Equipamiento de la Cocina y Detalles del Baño
La cocina, aunque funcional para preparaciones sencillas, es de tamaño reducido. Algunos huéspedes han señalado que la experiencia culinaria mejoraría con la adición de un microondas o un horno pequeño, un detalle a valorar para quienes planean estancias más largas o prefieren cocinar con frecuencia. Del mismo modo, se ha mencionado la sugerencia de añadir una superficie o alfombrilla antideslizante en la ducha para aumentar la seguridad. Son pequeños detalles que no empañan la calidad general, pero que un potencial cliente debe conocer.
Un Veredicto Equilibrado
Casa Cueva Güímar no es un hotel barato cualquiera; es un ejemplo sobresaliente de turismo rural que prioriza la experiencia y el trato humano.

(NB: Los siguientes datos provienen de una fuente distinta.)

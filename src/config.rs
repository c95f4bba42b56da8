use crate::error::{CarAiError, Result};
use serde::{Deserialize, Serialize};
use std::path::PathBuf;

pub const DEFAULT_SERVER_URL: &str = "http://localhost:8000";

/// Environment override for the server URL, checked before the config value.
pub const SERVER_URL_ENV: &str = "CAR_AI_SERVER_URL";

#[derive(Debug, Clone, Serialize, Deserialize)]
pub struct Config {
    pub server_url: String,
    /// Default directory for exported reports; current directory when unset.
    pub report_dir: Option<PathBuf>,
}

impl Default for Config {
    fn default() -> Self {
        Self {
            server_url: DEFAULT_SERVER_URL.to_string(),
            report_dir: None,
        }
    }
}

impl Config {
    pub fn load() -> Result<Self> {
        let config_path = Self::config_path()?;

        if config_path.exists() {
            let content = std::fs::read_to_string(&config_path)?;
            let config: Config = serde_json::from_str(&content)?;
            Ok(config)
        } else {
            Ok(Self::default())
        }
    }

    pub fn save(&self) -> Result<()> {
        let config_path = Self::config_path()?;

        if let Some(parent) = config_path.parent() {
            std::fs::create_dir_all(parent)?;
        }

        let content = serde_json::to_string_pretty(self)?;
        std::fs::write(&config_path, content)?;
        Ok(())
    }

    pub fn config_path() -> Result<PathBuf> {
        let home = dirs::home_dir()
            .ok_or_else(|| CarAiError::Config("home directory not found".into()))?;
        Ok(home.join(".config").join("car-ai").join("config.json"))
    }

    /// Effective server URL: environment variable first, then the config.
    pub fn server_url(&self) -> String {
        match std::env::var(SERVER_URL_ENV) {
            Ok(url) if !url.trim().is_empty() => url,
            _ => self.server_url.clone(),
        }
    }

    pub fn set_server_url(&mut self, url: String) -> Result<()> {
        self.server_url = url;
        self.save()
    }
}
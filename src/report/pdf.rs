//! printpdf rendering of a composed [`ReportDocument`].
//!
//! The document model is top-down mm; PDF space is bottom-up, so every y is
//! flipped here and nowhere else.

use crate::error::{CarAiError, Result};
use printpdf::path::{PaintMode, WindingOrder};
use printpdf::*;
use std::fs::File;
use std::io::BufWriter;
use std::path::Path;

use super::document::{Align, Block, ReportDocument};
use super::layout::{self, PAGE_HEIGHT_MM, PAGE_WIDTH_MM};

fn pdf_color(color: layout::Color) -> Color {
    Color::Rgb(Rgb::new(color.r as f32, color.g as f32, color.b as f32, None))
}

fn flip(y_mm: f64) -> f64 {
    PAGE_HEIGHT_MM - y_mm
}

/// Renders the report into PDF bytes.
pub fn render(report: &ReportDocument) -> Result<Vec<u8>> {
    let (doc, page1, layer1) = PdfDocument::new(
        report.title.as_str(),
        Mm(PAGE_WIDTH_MM as f32),
        Mm(PAGE_HEIGHT_MM as f32),
        "Layer 1",
    );

    let regular = doc
        .add_builtin_font(BuiltinFont::Helvetica)
        .map_err(|e| CarAiError::PdfGeneration(format!("font error: {e:?}")))?;
    let bold = doc
        .add_builtin_font(BuiltinFont::HelveticaBold)
        .map_err(|e| CarAiError::PdfGeneration(format!("font error: {e:?}")))?;

    let mut page_refs = vec![(page1, layer1)];
    for _ in 1..report.pages.len() {
        page_refs.push(doc.add_page(
            Mm(PAGE_WIDTH_MM as f32),
            Mm(PAGE_HEIGHT_MM as f32),
            "Layer 1",
        ));
    }

    for (page, (page_index, layer_index)) in report.pages.iter().zip(&page_refs) {
        let layer = doc.get_page(*page_index).get_layer(*layer_index);

        for block in &page.blocks {
            match block {
                Block::Fill(fill) => {
                    let top = flip(fill.y_mm);
                    let bottom = flip(fill.y_mm + fill.height_mm);
                    let left = fill.x_mm as f32;
                    let right = (fill.x_mm + fill.width_mm) as f32;
                    let ring = vec![
                        (Point::new(Mm(left), Mm(bottom as f32)), false),
                        (Point::new(Mm(right), Mm(bottom as f32)), false),
                        (Point::new(Mm(right), Mm(top as f32)), false),
                        (Point::new(Mm(left), Mm(top as f32)), false),
                    ];
                    layer.set_fill_color(pdf_color(fill.color));
                    layer.add_polygon(Polygon {
                        rings: vec![ring],
                        mode: PaintMode::Fill,
                        winding_order: WindingOrder::NonZero,
                    });
                }
                Block::Rule(rule) => {
                    let y = flip(rule.y_mm);
                    layer.set_outline_color(pdf_color(rule.color));
                    layer.set_outline_thickness(rule.thickness_pt as f32);
                    layer.add_line(Line {
                        points: vec![
                            (Point::new(Mm(0.0), Mm(y as f32)), false),
                            (Point::new(Mm(PAGE_WIDTH_MM as f32), Mm(y as f32)), false),
                        ],
                        is_closed: false,
                    });
                }
                Block::Text(text) => {
                    let width = layout::text_width_mm(&text.text, text.size_pt);
                    let x = match text.align {
                        Align::Left => text.x_mm,
                        Align::Center => text.x_mm - width / 2.0,
                        Align::Right => text.x_mm - width,
                    };
                    let font = if text.bold { &bold } else { &regular };
                    layer.set_fill_color(pdf_color(text.color));
                    layer.use_text(
                        text.text.as_str(),
                        text.size_pt as f32,
                        Mm(x as f32),
                        Mm(flip(text.y_mm) as f32),
                        font,
                    );
                }
            }
        }
    }

    let mut writer = BufWriter::new(Vec::new());
    doc.save(&mut writer)
        .map_err(|e| CarAiError::PdfGeneration(format!("save error: {e:?}")))?;
    writer
        .into_inner()
        .map_err(|e| CarAiError::PdfGeneration(format!("buffer flush error: {e}")))
}

/// Renders and writes the report to `path`.
pub fn save_report(report: &ReportDocument, path: &Path) -> Result<()> {
    let bytes = render(report)?;
    let file = File::create(path)?;
    let mut writer = BufWriter::new(file);
    std::io::Write::write_all(&mut writer, &bytes)?;
    Ok(())
}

Es la elección perfecta para viajeros independientes, parejas o pequeñas familias que buscan una base de operaciones auténtica para explorar la isla. La relación calidad-precio es calificada como incomparable por muchos de sus visitantes. Aquellos que valoran la originalidad, la tranquilidad y la hospitalidad genuina por encima del bullicio de los grandes complejos turísticos encontrarán aquí un lugar al que desearán volver. Por el contrario, quienes busquen acceso inmediato a la playa o no se sientan cómodos conduciendo por carreteras de montaña, quizás deberían considerar otras opciones. En definitiva, si tu idea de una habitación de hotel ideal se inclina más hacia una vivencia memorable y un contacto directo con el entorno y su gente, este alojamiento es una de las propuestas más interesantes de Tenerife.